Vitamine
Der polnische Biochemiker Casimir Funk prägte den uns heute bekannten Namen 'Vitamin'. (lat. vita = Leben ; amin = stickstoffhaltig). Die meisten Vitamine wurden zwischen 1909 und 1941 entdeckt.
1913 wurde die Bezeichnung der Vitamine durch die Großbuchstaben des Alphabetes eingeführt.
Die Vitamine zählen zu den essentiellen organischen Substanzen.

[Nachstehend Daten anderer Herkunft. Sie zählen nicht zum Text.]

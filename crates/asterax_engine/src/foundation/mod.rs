//! Foundation module - Core utilities and types
//!
//! This module provides fundamental utilities used throughout the engine:
//! - Math types and operations
//! - Time management and injectable clocks
//! - Logging utilities

pub mod math;
pub mod time;
pub mod logging;
//! Orthographic 2D camera
//!
//! Maps between screen pixels and the world-space play plane. Screen origin
//! is the top-left corner with Y growing downward; world Y grows upward.

use crate::foundation::math::{Vec2, Vec3};
use crate::physics::PlayArea;

/// Camera looking straight down the Z axis at the play plane
#[derive(Debug, Clone, PartialEq)]
pub struct Camera2d {
    /// Viewport size in pixels
    pub viewport: Vec2,
    /// World-space area visible through the viewport
    pub view: PlayArea,
}

impl Camera2d {
    /// Create a camera showing `view` through a viewport of the given size
    pub fn new(viewport_width: f32, viewport_height: f32, view: PlayArea) -> Self {
        Self {
            viewport: Vec2::new(viewport_width, viewport_height),
            view,
        }
    }

    /// Convert a screen position to a world point on the plane `z = depth`
    pub fn screen_to_world(&self, screen: Vec2, depth: f32) -> Vec3 {
        let u = if self.viewport.x > 0.0 { screen.x / self.viewport.x } else { 0.5 };
        let v = if self.viewport.y > 0.0 { screen.y / self.viewport.y } else { 0.5 };

        Vec3::new(
            self.view.min.x + u * self.view.width(),
            self.view.max.y - v * self.view.height(),
            depth,
        )
    }

    /// Convert a world point to screen pixels (Z is ignored)
    pub fn world_to_screen(&self, world: Vec3) -> Vec2 {
        let width = self.view.width();
        let height = self.view.height();
        let u = if width > 0.0 { (world.x - self.view.min.x) / width } else { 0.5 };
        let v = if height > 0.0 { (self.view.max.y - world.y) / height } else { 0.5 };
        Vec2::new(u * self.viewport.x, v * self.viewport.y)
    }
}

impl Default for Camera2d {
    fn default() -> Self {
        Self::new(1280.0, 720.0, PlayArea::default())
    }
}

Essentiell bedeutet, dass der Körper diese Stoffe nicht selbst bilden kann, aber Sie unbedingt von außen in Form von Nahrungsmitteln zugeführt werden müssen, da Sie für den Körper lebensnotwendig sind.
Vitamine werden in wasserlösliche und fettlösliche Vitamine eingeteilt.
Da die wasserlöslichen Vitamine zu den sogenannten Coenzymen gehören, kommt es bei Aufnahme höher Mengen nicht zu einer Überdosierung. Der Grund hierfür ist, dass diese Vitamine im menschlichen Körper nicht gespeichert werden und über die Nieren ausgeschieden werden.
Bei den fettlöslichen Vitaminen kann es - da es keine Coenzyme sind - bei Aufnahme größerer Mengen zu Vergiftungserscheinungen kommen.